Friday, February 22, 2008

reservations!

turkey's invasion of northern iraq has begun four days ago whether this is a mere incursion, or a lasting mission in cohorts with u.s. policies to partly relieve and aid the american forces in the territory still remains to be seen.


what is certain however, is that, america would never sanction the turkish operation for free - it also remains what the bill is going to be: certainly some support against iran and/or a more active and combative involvement designed for turkish troops in iraq; not to mention afghanistan. and also, whatever economic quid pro quo dick cheney may put on the table in his coming visit that will certainly bring more kudos to some american conglomerate(s).


my first reservation: any military move by dubya's lame duck administration against iran will only serve to consolidate the badly shaken political ground under the feet of ahmadinajad, and his extremist clique, nip off the budding urban opposition to the mollah-cracy.


the rest concern turkey mainly:


above all, the pkk is not a terrorist organization; it is an ordinary gang of ordinary crime that happens to operate accross borders, along a geographic stretch that has been one of the world's primary routes of contraband trade for at least four millennia. calling the pkk terrorist affords it a potential and implied legitimacy as an organization with licit political claims. turkey's diplomatic pressure, aided by the gang's atrocities have resulted in its classification as a terrorist organization by the e.u. and the u.s.a. but in the unofficial media, it is often mentioned as a rebel or "guerilla" movement, not a long step from demanding some legal status on international scale (*).

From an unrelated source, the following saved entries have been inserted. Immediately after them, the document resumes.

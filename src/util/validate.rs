//! Client-side form validation.
//!
//! Rules run in a fixed order and stop at the first failure, so the user
//! only ever sees one message per submit.

#[cfg(test)]
#[path = "validate_test.rs"]
mod validate_test;

use std::sync::LazyLock;

use regex::Regex;

use crate::net::types::SignupProfile;
use crate::state::profile::ProfileDraft;

/// Minimum password length accepted at signup.
pub const MIN_PASSWORD_LEN: usize = 6;

/// "something@something.something" with no whitespace in any part.
static EMAIL_PATTERN: LazyLock<Option<Regex>> = LazyLock::new(|| match Regex::new(r"\S+@\S+\.\S+") {
    Ok(re) => Some(re),
    Err(e) => {
        log::error!("email pattern failed to compile: {e}");
        None
    }
});

/// The single rule a form violated. `Display` is the toast text.
#[derive(Clone, Copy, Debug, PartialEq, Eq, thiserror::Error)]
pub enum ValidationError {
    #[error("Full name is required")]
    FullNameRequired,
    #[error("Email is required")]
    EmailRequired,
    #[error("Invalid email format")]
    InvalidEmailFormat,
    #[error("Password is required")]
    PasswordRequired,
    #[error("Password must be at least 6 characters")]
    PasswordTooShort,
}

#[must_use]
pub fn is_valid_email(email: &str) -> bool {
    EMAIL_PATTERN
        .as_ref()
        .map_or_else(|| fallback_email_check(email), |re| re.is_match(email))
}

/// Same shape check without the regex engine.
fn fallback_email_check(email: &str) -> bool {
    email.split_whitespace().any(|word| {
        word.split_once('@')
            .is_some_and(|(local, domain)| !local.is_empty() && domain.find('.').is_some_and(|dot| dot > 0 && dot + 1 < domain.len()))
    })
}

fn check_name_and_email(full_name: &str, email: &str) -> Result<(), ValidationError> {
    if full_name.trim().is_empty() {
        return Err(ValidationError::FullNameRequired);
    }
    if email.trim().is_empty() {
        return Err(ValidationError::EmailRequired);
    }
    if !is_valid_email(email) {
        return Err(ValidationError::InvalidEmailFormat);
    }
    Ok(())
}

/// Validate a signup draft: name, email presence, email format, password
/// presence, password length.
///
/// # Errors
///
/// Returns the first rule the draft violates.
pub fn validate_signup(profile: &SignupProfile) -> Result<(), ValidationError> {
    check_name_and_email(&profile.full_name, &profile.email)?;
    if profile.password.is_empty() {
        return Err(ValidationError::PasswordRequired);
    }
    if profile.password.chars().count() < MIN_PASSWORD_LEN {
        return Err(ValidationError::PasswordTooShort);
    }
    Ok(())
}

/// Validate a profile edit draft before it is committed.
///
/// # Errors
///
/// Returns the first rule the draft violates.
pub fn validate_profile_draft(draft: &ProfileDraft) -> Result<(), ValidationError> {
    check_name_and_email(&draft.full_name, &draft.email)
}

next, over-concentration on northern iraq as the pkk's military base, seems to shadow the fact that the the kurdish population in turkey is the human resource of the gang. the possibility that the operation may root out the "militants" accross the border raises my level of anxiety that the band will be driven underground in turkey, staging attacks on urban civilian targets - 63 such attempts were reportedly foiled last year, while two bombs did explode with signifiant fatalities in ankara and diyarbakır.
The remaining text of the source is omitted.